Aminoguanidine pretreatment prevents methotrexate-induced small intestinal injury in the rat by attenuating nitrosative stress and restoring the activities of vital mitochondrial enzymes.

Abstract

One of the major toxic side effects of methotrexate (MTX) is enterocolitis, for which there is no efficient standard treatment. Nitric oxide overproduction has been reported to play an important role in MTX-induced mucositis. This study was designed to investigate whether pretreatment with aminoguanidine (AG) - a selective iNOS inhibitor - prevents MTX-induced mucositis in rats.
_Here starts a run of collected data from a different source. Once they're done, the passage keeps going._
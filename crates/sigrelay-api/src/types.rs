//! Request and response bodies.

use chrono::{DateTime, Utc};
use serde::{Deserialize, Serialize};
use serde_json::Value;
use sigrelay_core::{Message, NewMessage, Pagination, TradeSignal};
use sigrelay_signal::{BatchOutcome, BatchSummary, ItemFailure};

use crate::error::{ApiError, ApiResult};

/// `GET /` body.
#[derive(Debug, Clone, Serialize)]
pub struct HealthResponse {
    pub status: &'static str,
    pub timestamp: DateTime<Utc>,
    #[serde(skip_serializing_if = "Option::is_none")]
    pub environment: Option<String>,
    #[serde(skip_serializing_if = "Option::is_none")]
    pub port: Option<u16>,
}

/// Raw paging parameters. Kept as strings so bad values fall back to the
/// defaults instead of rejecting the request.
#[derive(Debug, Clone, Default, Deserialize)]
pub struct PageParams {
    pub page: Option<String>,
    pub limit: Option<String>,
}

impl PageParams {
    /// Build from decoded query pairs. The first occurrence of a repeated
    /// key wins; unknown keys are ignored.
    pub fn from_pairs(pairs: &[(String, String)]) -> Self {
        let first = |key: &str| {
            pairs
                .iter()
                .find(|(k, _)| k == key)
                .map(|(_, v)| v.clone())
        };
        Self {
            page: first("page"),
            limit: first("limit"),
        }
    }
}

/// `GET /messages` body.
#[derive(Debug, Clone, Serialize)]
pub struct MessagePage {
    pub data: Vec<Message>,
    pub pagination: Pagination,
}

/// `POST /trades` body.
#[derive(Debug, Clone, Serialize)]
pub struct TradeBatchResponse {
    pub data: Vec<TradeSignal>,
    #[serde(skip_serializing_if = "Vec::is_empty")]
    pub errors: Vec<ItemFailure>,
    pub metadata: BatchSummary,
}

impl From<BatchOutcome> for TradeBatchResponse {
    fn from(outcome: BatchOutcome) -> Self {
        let metadata = outcome.summary();
        Self {
            data: outcome.created,
            errors: outcome.errors,
            metadata,
        }
    }
}

/// Parsed `POST /messages` body.
#[derive(Debug, Clone, PartialEq, Eq)]
pub enum MessageSubmission {
    One(NewMessage),
    Many(Vec<NewMessage>),
}

impl MessageSubmission {
    /// Validate every item before anything is written.
    pub fn parse(body: Value) -> ApiResult<Self> {
        match body {
            Value::Object(_) => Ok(Self::One(message_item(&body, None)?)),
            Value::Array(items) => items
                .iter()
                .enumerate()
                .map(|(i, item)| message_item(item, Some(i)))
                .collect::<ApiResult<Vec<_>>>()
                .map(Self::Many),
            _ => Err(ApiError::Validation(
                "expected {text} or an array of {text}".to_string(),
            )),
        }
    }
}

fn message_item(item: &Value, index: Option<usize>) -> ApiResult<NewMessage> {
    let text = item
        .get("text")
        .and_then(Value::as_str)
        .filter(|t| !t.trim().is_empty());
    match (text, index) {
        (Some(text), _) => NewMessage::new(text).map_err(|e| ApiError::Validation(e.to_string())),
        (None, Some(i)) => Err(ApiError::Validation(format!("text is required (item {i})"))),
        (None, None) => Err(ApiError::Validation("text is required".to_string())),
    }
}

#[cfg(test)]
mod tests {
    use super::*;
    use serde_json::json;

    #[test]
    fn test_single_and_batch_message_bodies() {
        assert!(matches!(
            MessageSubmission::parse(json!({"text": "hi"})).unwrap(),
            MessageSubmission::One(_)
        ));
        match MessageSubmission::parse(json!([{"text": "a"}, {"text": "b"}])).unwrap() {
            MessageSubmission::Many(items) => assert_eq!(items.len(), 2),
            other => panic!("expected Many, got {other:?}"),
        }
    }

    #[test]
    fn test_any_missing_text_rejects_whole_batch() {
        let err = MessageSubmission::parse(json!([{"text": "a"}, {"txt": "b"}])).unwrap_err();
        assert!(err.to_string().contains("item 1"));
        assert!(MessageSubmission::parse(json!({"text": ""})).is_err());
        assert!(MessageSubmission::parse(json!({"text": 5})).is_err());
        assert!(MessageSubmission::parse(json!("hi")).is_err());
    }

    #[test]
    fn test_repeated_page_keys_take_first() {
        let pairs = vec![
            ("page".to_string(), "2".to_string()),
            ("sort".to_string(), "asc".to_string()),
            ("page".to_string(), "9".to_string()),
            ("limit".to_string(), "5".to_string()),
        ];
        let params = PageParams::from_pairs(&pairs);
        assert_eq!(params.page.as_deref(), Some("2"));
        assert_eq!(params.limit.as_deref(), Some("5"));

        let empty = PageParams::from_pairs(&[]);
        assert!(empty.page.is_none() && empty.limit.is_none());
    }
}
//! Shared fixtures for application tests.

use std::time::Duration;

use parking_lot::Mutex;
use sigrelay_bot::{AppConfig, Lifecycle, LifecycleState};
use sigrelay_core::{
    BoxFuture, Message, NewMessage, NewTradeSignal, PageRequest, TradeSignal,
};
use sigrelay_store::{MemoryStore, RecordStore, StoreResult};
use tokio::time::timeout;

/// Config bound to an ephemeral loopback port with no startup delays.
pub fn test_config() -> AppConfig {
    let mut config = AppConfig::default();
    config.api.bind_address = "127.0.0.1".to_string();
    config.api.port = 0;
    config.telegram.target_id = Some("42".to_string());
    config.telegram.launch_backoff_secs = 0;
    config.telegram.retry_delay_secs = 0;
    config.shutdown.drain_timeout_secs = 5;
    config
}

/// Wait until the lifecycle reaches `state`.
pub async fn wait_for_state(lifecycle: &Lifecycle, state: LifecycleState) {
    let reached = timeout(Duration::from_secs(5), async {
        while lifecycle.state() != state {
            tokio::time::sleep(Duration::from_millis(10)).await;
        }
    })
    .await;
    assert!(
        reached.is_ok(),
        "lifecycle stuck in {} waiting for {state}",
        lifecycle.state()
    );
}

/// Poll `check` until it holds.
pub async fn wait_until<F: Fn() -> bool>(check: F) {
    let reached = timeout(Duration::from_secs(5), async {
        while !check() {
            tokio::time::sleep(Duration::from_millis(10)).await;
        }
    })
    .await;
    assert!(reached.is_ok(), "condition not met within timeout");
}

/// How `ScriptedStore` misbehaves.
#[derive(Debug, Clone, Copy, Default)]
pub struct StoreScript {
    /// `close` never completes.
    pub hang_on_close: bool,
    /// `list_messages` panics.
    pub panic_on_list: bool,
}

/// `MemoryStore` wrapper that can stall or panic, and records whether the
/// HTTP listener still accepted connections when `close` ran.
pub struct ScriptedStore {
    inner: MemoryStore,
    script: StoreScript,
    watched_port: Mutex<Option<u16>>,
    listener_open_at_close: Mutex<Option<bool>>,
}

impl ScriptedStore {
    pub fn new(script: StoreScript) -> Self {
        Self {
            inner: MemoryStore::new(),
            script,
            watched_port: Mutex::new(None),
            listener_open_at_close: Mutex::new(None),
        }
    }

    /// Check `port` for a live listener when `close` is called.
    pub fn watch_port(&self, port: u16) {
        *self.watched_port.lock() = Some(port);
    }

    /// `Some(open)` once `close` has run with a watched port.
    pub fn listener_open_at_close(&self) -> Option<bool> {
        *self.listener_open_at_close.lock()
    }

    pub fn is_closed(&self) -> bool {
        self.inner.is_closed()
    }
}

impl RecordStore for ScriptedStore {
    fn create_message(&self, message: NewMessage) -> BoxFuture<'_, StoreResult<Message>> {
        self.inner.create_message(message)
    }

    fn create_messages(
        &self,
        messages: Vec<NewMessage>,
    ) -> BoxFuture<'_, StoreResult<Vec<Message>>> {
        self.inner.create_messages(messages)
    }

    fn create_trade_signal(
        &self,
        signal: NewTradeSignal,
    ) -> BoxFuture<'_, StoreResult<TradeSignal>> {
        self.inner.create_trade_signal(signal)
    }

    fn list_messages(&self, page: PageRequest) -> BoxFuture<'_, StoreResult<(Vec<Message>, u64)>> {
        if self.script.panic_on_list {
            panic!("list_messages blew up");
        }
        self.inner.list_messages(page)
    }

    fn list_message_texts(&self, limit: u32) -> BoxFuture<'_, StoreResult<Vec<String>>> {
        self.inner.list_message_texts(limit)
    }

    fn list_trade_signals(&self, limit: u32) -> BoxFuture<'_, StoreResult<Vec<TradeSignal>>> {
        self.inner.list_trade_signals(limit)
    }

    fn verify_schema(&self) -> BoxFuture<'_, StoreResult<()>> {
        self.inner.verify_schema()
    }

    fn close(&self) -> BoxFuture<'_, ()> {
        Box::pin(async move {
            let port = *self.watched_port.lock();
            if let Some(port) = port {
                let open = tokio::net::TcpStream::connect(("127.0.0.1", port)).await.is_ok();
                *self.listener_open_at_close.lock() = Some(open);
            }
            if self.script.hang_on_close {
                std::future::pending::<()>().await;
            }
            self.inner.close().await;
        })
    }
}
Rats were pretreated with AG (30 and 50 mg/kg body weight) i.p. daily 1 h before MTX (7 mg/kg body weight) administration for 3 consecutive days. After the final dose of MTX, the rats were killed, and the small intestines were used for analysis. The small intestines of MTX-treated rats showed moderate to severe injury. Pretreatment with AG had a dose-dependent protective effect on MTX-induced mucositis. AG pretreatment reduced iNOS protein levels, mucosal nitric oxide levels, and protein tyrosine nitration. AG pretreatment also restored the activities of electron transport chain (ETC) complexes, vital tricarboxylic acid (TCA cycle) enzymes, and mitochondrial antioxidant enzymes. These findings suggest that AG is beneficial in ameliorating MTX-induced enteritis in rats.